In an exemplary embodiment, the invention provides methods to quantify higher order linkages in a biological sample. To quantify copies per droplet of a species of N linked nucleic acid fragments, where N is the number of different sub-fragments that comprise the linked species, clusters of droplets positive for the species of N-linked nucleic acid fragments are selected. The value of N is from about two to about 10000. For example, if copies per droplet of a three-target linked species (ABC) is to be quantified, then clusters of droplets positive for the ABC three target linked species are selected. Then, clusters of droplets positive for fewer than three target-linked species are selected. For example, droplets positive for AB, BC, AC, A, B, C are also selected. To determine the number of copies of ABC per droplet (the three-target linked species), the following formula is used:





(Copies per droplet of total target A within all clusters)−(sum of A, AB, and AC)=X





(Copies per droplet of total target B within all clusters)−(sum of B, AB, and BC)=Y





(Copies per droplet of total target C within all clusters)−(sum of C, AC, and BC)=Z;


The average of X+Y+Z represents the copies per droplet of the three-target linked species (ABC).

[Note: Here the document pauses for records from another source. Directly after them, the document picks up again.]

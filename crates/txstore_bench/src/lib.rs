//! Benchmark utilities.

use std::num::NonZeroU32;
use std::sync::Arc;
use txstore_core::{
    BlobKey, Config, FileLayout, LocalCoordinator, ObjectId, ObjectType, StoreKind, StoreRegistry,
};
use txstore_storage::PathStore;

/// Object type every benchmark writes.
pub const BENCH_TYPE: &str = "bench";

/// Generate patterned content of the specified size.
pub fn content(size: usize) -> Vec<u8> {
    (0..size).map(|i| (i % 251) as u8).collect()
}

/// Key of benchmark object `id`.
pub fn key(id: u64) -> BlobKey {
    BlobKey::new(
        ObjectType::new(BENCH_TYPE).expect("valid type name"),
        ObjectId::new(id),
    )
}

/// Build a registry storing the benchmark type as staged files in `files`.
pub fn registry(files: Arc<dyn PathStore>, sub_dirs: Option<NonZeroU32>) -> Arc<StoreRegistry> {
    let mut layout = FileLayout::new("blobs");
    if let Some(count) = sub_dirs {
        layout = layout.sub_dirs(count);
    }
    StoreRegistry::builder(Arc::new(LocalCoordinator::new()))
        .path_store(files)
        .register(
            ObjectType::new(BENCH_TYPE).expect("valid type name"),
            StoreKind::StagedFile(layout),
        )
        .config(Config::default())
        .build()
        .expect("Failed to build registry")
}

Alternatively, the average can be a geometric average or an algorithm that optimizes a combination of linked species based on the theoretical error of each measurement. In addition, combinations can be weighted based on expected prevalence in the sample, error rates of measurement, and the number of linked species.

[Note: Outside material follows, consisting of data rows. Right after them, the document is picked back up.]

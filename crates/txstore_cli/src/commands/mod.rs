//! CLI command implementations.

pub mod inspect;
pub mod repair;
pub mod verify;

use std::num::NonZeroU32;
use std::path::{Path, PathBuf};
use txstore_core::{FileLayout, ObjectType};
use txstore_storage::FileStore;

/// The object type directory a command works on.
#[derive(Debug)]
pub struct Target {
    /// File store root on disk.
    pub path: PathBuf,
    /// The opened store.
    pub store: FileStore,
    /// Layout of the object type.
    pub layout: FileLayout,
    /// The object type.
    pub object_type: ObjectType,
}

impl Target {
    /// Opens `object_type` under an existing file store at `path`.
    pub fn open(
        path: &Path,
        object_type: &str,
        root: &str,
        sub_dirs: Option<NonZeroU32>,
    ) -> Result<Self, Box<dyn std::error::Error>> {
        if !path.is_dir() {
            return Err(format!("No file store found at {:?}", path).into());
        }
        let mut layout = FileLayout::new(root);
        if let Some(count) = sub_dirs {
            layout = layout.sub_dirs(count);
        }
        layout.validate()?;

        Ok(Self {
            path: path.to_path_buf(),
            store: FileStore::open(path)?,
            layout,
            object_type: ObjectType::new(object_type)?,
        })
    }
}

/// Formats a byte count for display.
pub fn format_size(bytes: u64) -> String {
    if bytes >= 1024 * 1024 {
        format!("{:.2} MB", bytes as f64 / (1024.0 * 1024.0))
    } else if bytes >= 1024 {
        format!("{:.2} KB", bytes as f64 / 1024.0)
    } else {
        format!("{} B", bytes)
    }
}

#[cfg(test)]
pub(crate) mod tests {
    use super::*;
    use std::fs;
    use tempfile::TempDir;

    /// Writes `files` (relative path, content) under a new directory.
    pub(crate) fn store_with(files: &[(&str, &[u8])]) -> (TempDir, Target) {
        let dir = TempDir::new().unwrap();
        for (path, content) in files {
            let full = dir.path().join(path);
            fs::create_dir_all(full.parent().unwrap()).unwrap();
            fs::write(full, content).unwrap();
        }
        let target = Target::open(dir.path(), "document", "blobs", None).unwrap();
        (dir, target)
    }

    #[test]
    fn missing_directory_is_rejected() {
        let dir = TempDir::new().unwrap();
        let missing = dir.path().join("nope");
        assert!(Target::open(&missing, "document", "", None).is_err());
    }

    #[test]
    fn invalid_layout_is_rejected() {
        let dir = TempDir::new().unwrap();
        assert!(Target::open(dir.path(), "document", "../up", None).is_err());
        assert!(Target::open(dir.path(), "", "", None).is_err());
    }

    #[test]
    fn sizes_are_readable() {
        assert_eq!(format_size(12), "12 B");
        assert_eq!(format_size(2048), "2.00 KB");
        assert_eq!(format_size(3 * 1024 * 1024), "3.00 MB");
    }
}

In one preferred embodiment, the invention comprises preparing a plurality of droplets, each comprising nucleic acid fragments obtained from a biological sample and selecting a species of N linked nucleic acid fragments for detection, wherein N is the number of different sub-fragments that comprise the linked species. Then, the droplets are assayed to identify or determine a subset of linked species that contain fewer than N linked sub-fragments, as well as the droplets that contain the individual (that make up the N total sub-fragments) sub-fragments alone. Finally, the N linked nucleic acid fragments are quantified as the average of a total for each sub-fragment less a total of linked species less than N comprising the sub-fragment. In alternative embodiments, the fragments are quantified as a weighted average.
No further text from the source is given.